Too bad I’ve never wanted anything the way I want Alexis Greene.
“Beck, this isn’t working. You know it isn’t.” She gestured between us. “What happened today will keep happening if we don’t create some distance.”
“I don’t want distance.”
“Then what do you want?” The frustration bled into her voice. “We have the Spring Festival in a few weeks, and Buckminister potentially interested, and we can’t afford to—”
“You.” I moved around the bar, closing some of the distance between us. “I want you.”
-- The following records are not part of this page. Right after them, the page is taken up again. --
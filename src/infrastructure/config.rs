use crate::domain::chart::ChartLayout;
use serde::Deserialize;

pub const DEFAULT_API_BASE: &str = "https://www.googleapis.com/youtube/v3";

#[derive(Debug, Deserialize, Clone)]
pub struct AppConfig {
    pub server: ServerSettings,
    pub youtube: YouTubeSettings,
    pub chart: ChartLayout,
}

#[derive(Debug, Deserialize, Clone)]
pub struct ServerSettings {
    pub bind: String,
}

#[derive(Debug, Deserialize, Clone)]
pub struct YouTubeSettings {
    pub api_base: String,
    #[serde(default)]
    pub api_key: String,
    pub timeout_secs: u64,
    #[serde(default)]
    pub debug_shape_path: Option<String>,
}

fn with_defaults(
    builder: config::ConfigBuilder<config::builder::DefaultState>,
) -> anyhow::Result<config::ConfigBuilder<config::builder::DefaultState>> {
    let layout = ChartLayout::default();
    Ok(builder
        .set_default("server.bind", "0.0.0.0:8080")?
        .set_default("youtube.api_base", DEFAULT_API_BASE)?
        .set_default("youtube.api_key", "")?
        .set_default("youtube.timeout_secs", 10)?
        .set_default("chart.width", layout.width)?
        .set_default("chart.height", layout.height)?
        .set_default("chart.padding", layout.padding)?)
}

/// `CHANNEL_METRICS__SECTION__FIELD` overrides, read from `vars` when given
/// instead of the process environment
fn environment(vars: Option<config::Map<String, String>>) -> config::Environment {
    config::Environment::with_prefix("CHANNEL_METRICS")
        .separator("__")
        .source(vars)
}

/// An empty configured API key is replaced by `fallback_key`
fn with_key_fallback(mut app_config: AppConfig, fallback_key: Option<String>) -> AppConfig {
    if app_config.youtube.api_key.is_empty() {
        if let Some(key) = fallback_key.filter(|k| !k.is_empty()) {
            app_config.youtube.api_key = key;
        }
    }
    app_config
}

/// Load `config/app.toml` (optional) and `CHANNEL_METRICS__*` overrides.
/// The API key also falls back to the plain `KEY` variable.
pub fn load_app_config() -> anyhow::Result<AppConfig> {
    let settings = with_defaults(config::Config::builder())?
        .add_source(config::File::with_name("config/app").required(false))
        .add_source(environment(None))
        .build()?;

    let app_config: AppConfig = settings.try_deserialize()?;
    Ok(with_key_fallback(app_config, std::env::var("KEY").ok()))
}

#[cfg(test)]
fn parse_app_config(
    toml: &str,
    vars: Option<config::Map<String, String>>,
) -> anyhow::Result<AppConfig> {
    let settings = with_defaults(config::Config::builder())?
        .add_source(config::File::from_str(toml, config::FileFormat::Toml))
        .add_source(environment(Some(vars.unwrap_or_default())))
        .build()?;

    Ok(settings.try_deserialize()?)
}
// Shape summaries of API responses, for debugging upstream payload drift
use serde_json::{Map, Value, json};
use std::path::Path;

/// Describe the structure of a JSON value: primitive type names, objects by
/// key, and lists as `{ "list_item": <merged item shape> }`.
pub fn shape_of(value: &Value) -> Value {
    match value {
        Value::Object(map) => {
            let result: Map<String, Value> =
                map.iter().map(|(key, v)| (key.clone(), shape_of(v))).collect();
            Value::Object(result)
        }
        Value::Array(items) => {
            let item_shape = items
                .iter()
                .fold(None, |acc, item| merge_shapes(acc, Some(shape_of(item))));
            json!({ "list_item": item_shape.unwrap_or_else(|| json!("empty")) })
        }
        other => Value::String(type_name(other).to_string()),
    }
}

fn type_name(value: &Value) -> &'static str {
    match value {
        Value::Null => "null",
        Value::Bool(_) => "bool",
        Value::Number(n) if n.is_f64() => "float",
        Value::Number(_) => "int",
        Value::String(_) => "str",
        Value::Array(_) => "list",
        Value::Object(_) => "dict",
    }
}

fn merge_shapes(a: Option<Value>, b: Option<Value>) -> Option<Value> {
    let (a, b) = match (a, b) {
        (None, b) => return b,
        (a, None) => return a,
        (Some(a), Some(b)) => (a, b),
    };
    // unions are always merged from the list side
    let (a, b) = match (a, b) {
        (name @ Value::String(_), names @ Value::Array(_)) => (names, name),
        other => other,
    };

    match (a, b) {
        (Value::String(a), Value::String(b)) => {
            if a == b {
                Some(Value::String(a))
            } else {
                Some(sorted_union(vec![a, b]))
            }
        }
        (Value::Array(names), Value::String(b)) if names.iter().all(Value::is_string) => {
            let mut names: Vec<String> = names
                .into_iter()
                .filter_map(|n| n.as_str().map(str::to_string))
                .collect();
            if !names.contains(&b) {
                names.push(b);
            }
            Some(sorted_union(names))
        }
        (a, b) if is_shape_object(&a) && is_shape_object(&b) => {
            let (Value::Object(mut a), Value::Object(mut b)) = (a, b) else {
                return None;
            };
            let keys: Vec<String> = a.keys().chain(b.keys()).cloned().collect();
            let mut result = Map::new();
            for key in keys {
                if result.contains_key(&key) {
                    continue;
                }
                let merged = merge_shapes(a.remove(&key), b.remove(&key));
                result.insert(key, merged.unwrap_or(Value::Null));
            }
            Some(Value::Object(result))
        }
        (a, b) => Some(any_of(a, b)),
    }
}

fn is_shape_object(value: &Value) -> bool {
    matches!(value, Value::Object(map) if !map.contains_key("anyOf"))
}

fn sorted_union(mut names: Vec<String>) -> Value {
    names.sort();
    names.dedup();
    Value::Array(names.into_iter().map(Value::String).collect())
}

fn any_of(a: Value, b: Value) -> Value {
    let variants = |v: Value| -> Vec<Value> {
        match v {
            Value::Object(mut map) if map.contains_key("anyOf") => match map.remove("anyOf") {
                Some(Value::Array(items)) => items,
                Some(other) => vec![other],
                None => Vec::new(),
            },
            other => vec![other],
        }
    };

    let mut deduped: Vec<Value> = Vec::new();
    for shape in variants(a).into_iter().chain(variants(b)) {
        if shape.is_string() && deduped.contains(&shape) {
            continue;
        }
        deduped.push(shape);
    }
    json!({ "anyOf": deduped })
}

/// Write the shape of `value` as pretty JSON
pub async fn write_shape(value: &Value, path: &Path) -> anyhow::Result<()> {
    let body = serde_json::to_string_pretty(&shape_of(value))?;
    tokio::fs::write(path, body).await?;
    Ok(())
}

#[cfg(test)]
mod tests {
    use super::*;

    #[test]
    fn test_primitive_shapes() {
        assert_eq!(shape_of(&json!(null)), json!("null"));
        assert_eq!(shape_of(&json!(true)), json!("bool"));
        assert_eq!(shape_of(&json!(3)), json!("int"));
        assert_eq!(shape_of(&json!(3.5)), json!("float"));
        assert_eq!(shape_of(&json!("x")), json!("str"));
        assert_eq!(shape_of(&json!([])), json!({ "list_item": "empty" }));
    }

    #[test]
    fn test_list_items_are_merged() {
        let value = json!([
            { "id": "a", "statistics": { "viewCount": "1" } },
            { "id": "b", "statistics": { "viewCount": 2, "likeCount": "3" } }
        ]);

        assert_eq!(
            shape_of(&value),
            json!({
                "list_item": {
                    "id": "str",
                    "statistics": { "viewCount": ["int", "str"], "likeCount": "str" }
                }
            })
        );
    }

    #[test]
    fn test_mixed_kinds_become_any_of() {
        let value = json!([{ "duration": "PT1M" }, { "duration": { "raw": 60 } }, { "duration": "PT2M" }]);

        assert_eq!(
            shape_of(&value),
            json!({ "list_item": { "duration": { "anyOf": ["str", { "raw": "int" }] } } })
        );
    }

    #[tokio::test]
    async fn test_write_shape() {
        let path = std::env::temp_dir().join(format!("shape-{}.json", std::process::id()));
        write_shape(&json!({ "items": [1, 2] }), &path).await.unwrap();

        let written: Value = serde_json::from_str(&std::fs::read_to_string(&path).unwrap()).unwrap();
        assert_eq!(written, json!({ "items": { "list_item": "int" } }));
        let _ = std::fs::remove_file(&path);
    }
}
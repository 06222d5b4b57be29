//! Bagged regression trees used as nuisance models.

use rand::{Rng, SeedableRng};
use rand_pcg::Pcg64Mcg;

use crate::error::{PipelineError, Result};

/// A learner that can be fitted on one sample and scored on another.
pub trait Regressor: Send + Sync {
    fn fit_predict(
        &self,
        train_x: &[Vec<f64>],
        train_y: &[f64],
        test_x: &[Vec<f64>],
        seed: u64,
    ) -> Result<Vec<f64>>;
}

#[derive(Debug, Clone)]
enum Node {
    Leaf(f64),
    Split {
        feature: usize,
        threshold: f64,
        left: usize,
        right: usize,
    },
}

/// One CART regression tree stored as a node arena; index 0 is the root.
#[derive(Debug, Clone)]
pub struct RegressionTree {
    nodes: Vec<Node>,
}

impl RegressionTree {
    pub fn predict_row(&self, row: &[f64]) -> f64 {
        let mut index = 0;
        loop {
            match &self.nodes[index] {
                Node::Leaf(value) => return *value,
                Node::Split {
                    feature,
                    threshold,
                    left,
                    right,
                } => {
                    index = if row[*feature] <= *threshold { *left } else { *right };
                }
            }
        }
    }

    pub fn depth(&self) -> usize {
        fn walk(nodes: &[Node], index: usize) -> usize {
            match &nodes[index] {
                Node::Leaf(_) => 0,
                Node::Split { left, right, .. } => 1 + walk(nodes, *left).max(walk(nodes, *right)),
            }
        }
        walk(&self.nodes, 0)
    }
}

struct TreeBuilder<'a> {
    x: &'a [Vec<f64>],
    y: &'a [f64],
    max_depth: Option<usize>,
    min_samples_leaf: usize,
    nodes: Vec<Node>,
}

impl TreeBuilder<'_> {
    fn build(&mut self, indices: &mut [usize], depth: usize) -> usize {
        let n = indices.len();
        let mean = indices.iter().map(|&i| self.y[i]).sum::<f64>() / n as f64;

        let at_depth_limit = self.max_depth.is_some_and(|max| depth >= max);
        let pure = indices.iter().all(|&i| (self.y[i] - mean).abs() <= f64::EPSILON * mean.abs().max(1.0));
        if at_depth_limit || pure || n < 2 * self.min_samples_leaf {
            return self.push(Node::Leaf(mean));
        }

        let Some((feature, threshold)) = self.best_split(indices) else {
            return self.push(Node::Leaf(mean));
        };

        // Partition in place: rows going left first.
        let mut boundary = 0;
        for position in 0..n {
            if self.x[indices[position]][feature] <= threshold {
                indices.swap(boundary, position);
                boundary += 1;
            }
        }

        let slot = self.push(Node::Leaf(mean));
        let (left_rows, right_rows) = indices.split_at_mut(boundary);
        let left = self.build(left_rows, depth + 1);
        let right = self.build(right_rows, depth + 1);
        self.nodes[slot] = Node::Split {
            feature,
            threshold,
            left,
            right,
        };
        slot
    }

    fn push(&mut self, node: Node) -> usize {
        self.nodes.push(node);
        self.nodes.len() - 1
    }

    /// Feature and threshold with the largest squared-error reduction.
    fn best_split(&self, indices: &[usize]) -> Option<(usize, f64)> {
        let n = indices.len();
        let total: f64 = indices.iter().map(|&i| self.y[i]).sum();
        let parent_score = total * total / n as f64;
        let features = self.x.first().map(Vec::len).unwrap_or(0);

        let mut best: Option<(f64, usize, f64)> = None;
        let mut order = indices.to_vec();

        for feature in 0..features {
            order.sort_by(|&a, &b| self.x[a][feature].total_cmp(&self.x[b][feature]));

            let mut left_sum = 0.0;
            for split in 1..n {
                left_sum += self.y[order[split - 1]];
                let left_value = self.x[order[split - 1]][feature];
                let right_value = self.x[order[split]][feature];
                if left_value == right_value
                    || split < self.min_samples_leaf
                    || n - split < self.min_samples_leaf
                {
                    continue;
                }

                let right_sum = total - left_sum;
                let score = left_sum * left_sum / split as f64
                    + right_sum * right_sum / (n - split) as f64;
                let gain = score - parent_score;
                if gain > 0.0 && best.map_or(true, |(g, _, _)| gain > g) {
                    best = Some((gain, feature, (left_value + right_value) / 2.0));
                }
            }
        }

        best.map(|(_, feature, threshold)| (feature, threshold))
    }
}

/// Random forest of bootstrapped CART trees, averaging their predictions.
#[derive(Debug, Clone)]
pub struct RandomForestRegressor {
    pub n_estimators: usize,
    pub max_depth: Option<usize>,
    pub min_samples_leaf: usize,
}

impl Default for RandomForestRegressor {
    fn default() -> Self {
        Self {
            n_estimators: 100,
            max_depth: None,
            min_samples_leaf: 1,
        }
    }
}

/// Trees produced by [`RandomForestRegressor::fit`]
#[derive(Debug, Clone)]
pub struct FittedForest {
    trees: Vec<RegressionTree>,
}

impl FittedForest {
    pub fn predict_row(&self, row: &[f64]) -> f64 {
        self.trees.iter().map(|t| t.predict_row(row)).sum::<f64>() / self.trees.len() as f64
    }

    pub fn predict(&self, x: &[Vec<f64>]) -> Vec<f64> {
        x.iter().map(|row| self.predict_row(row)).collect()
    }

    pub fn trees(&self) -> &[RegressionTree] {
        &self.trees
    }
}

impl RandomForestRegressor {
    pub fn new(n_estimators: usize, max_depth: Option<usize>) -> Self {
        Self {
            n_estimators,
            max_depth,
            ..Self::default()
        }
    }

    pub fn fit(&self, x: &[Vec<f64>], y: &[f64], seed: u64) -> Result<FittedForest> {
        if x.is_empty() || x.len() != y.len() {
            return Err(PipelineError::Estimation(format!(
                "random forest needs matching non-empty inputs, got {} rows and {} targets",
                x.len(),
                y.len()
            )));
        }
        if self.n_estimators == 0 {
            return Err(PipelineError::Estimation("n_estimators must be at least 1".to_string()));
        }

        let mut rng = Pcg64Mcg::seed_from_u64(seed);
        let n = x.len();
        let mut trees = Vec::with_capacity(self.n_estimators);

        for _ in 0..self.n_estimators {
            let mut sample: Vec<usize> = (0..n).map(|_| rng.gen_range(0..n)).collect();
            let mut builder = TreeBuilder {
                x,
                y,
                max_depth: self.max_depth,
                min_samples_leaf: self.min_samples_leaf.max(1),
                nodes: Vec::new(),
            };
            builder.build(&mut sample, 0);
            trees.push(RegressionTree { nodes: builder.nodes });
        }

        Ok(FittedForest { trees })
    }
}

impl Regressor for RandomForestRegressor {
    fn fit_predict(
        &self,
        train_x: &[Vec<f64>],
        train_y: &[f64],
        test_x: &[Vec<f64>],
        seed: u64,
    ) -> Result<Vec<f64>> {
        Ok(self.fit(train_x, train_y, seed)?.predict(test_x))
    }
}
“I want you too,” she said, so quietly I almost didn’t hear it. “I have for…” She trailed off and looked away. “But I don’t know what to do with that. Because this is problematic.”
“I know it’s complicated,” I said. “You work for me. You dated my brother. There are a dozen reasons this is a terrible idea.” I took another step closer. “But I’m done pretending that changes how I feel. Have dinner with me tonight?”
“Okay,” she said. “Okay. Dinner. But Beck, it can’t be in town.”
“Smart,” I said. “The last thing either of us needs is half the town speculating.” I looked up. “The apartment upstairs—I’ve been fixing it up to rent out. Kitchen’s done, living room’s livable. It’s not much, but no one’s going to question why you’re here late if your car’s in the lot.”
She bit her lip, and I could see her thinking it through. “You’re going to cook?” There was something almost shy in the way she asked it.
“I was planning to order takeout,” I admitted. “I can cook, but I didn’t want to risk burning something and ruining the night before it starts.”
There was a smile playing on her lips. “Seven o’clock?”
“Seven o’clock. I’ll try not to mess anything else up between now and then.”
Alexis headed toward the office, then paused at the door. “And for the record? Jay was flirting with me. It’s hard to be interested in someone else when you’re standing three feet away.”
I crossed the space between us. “What about when I’m standing this close?”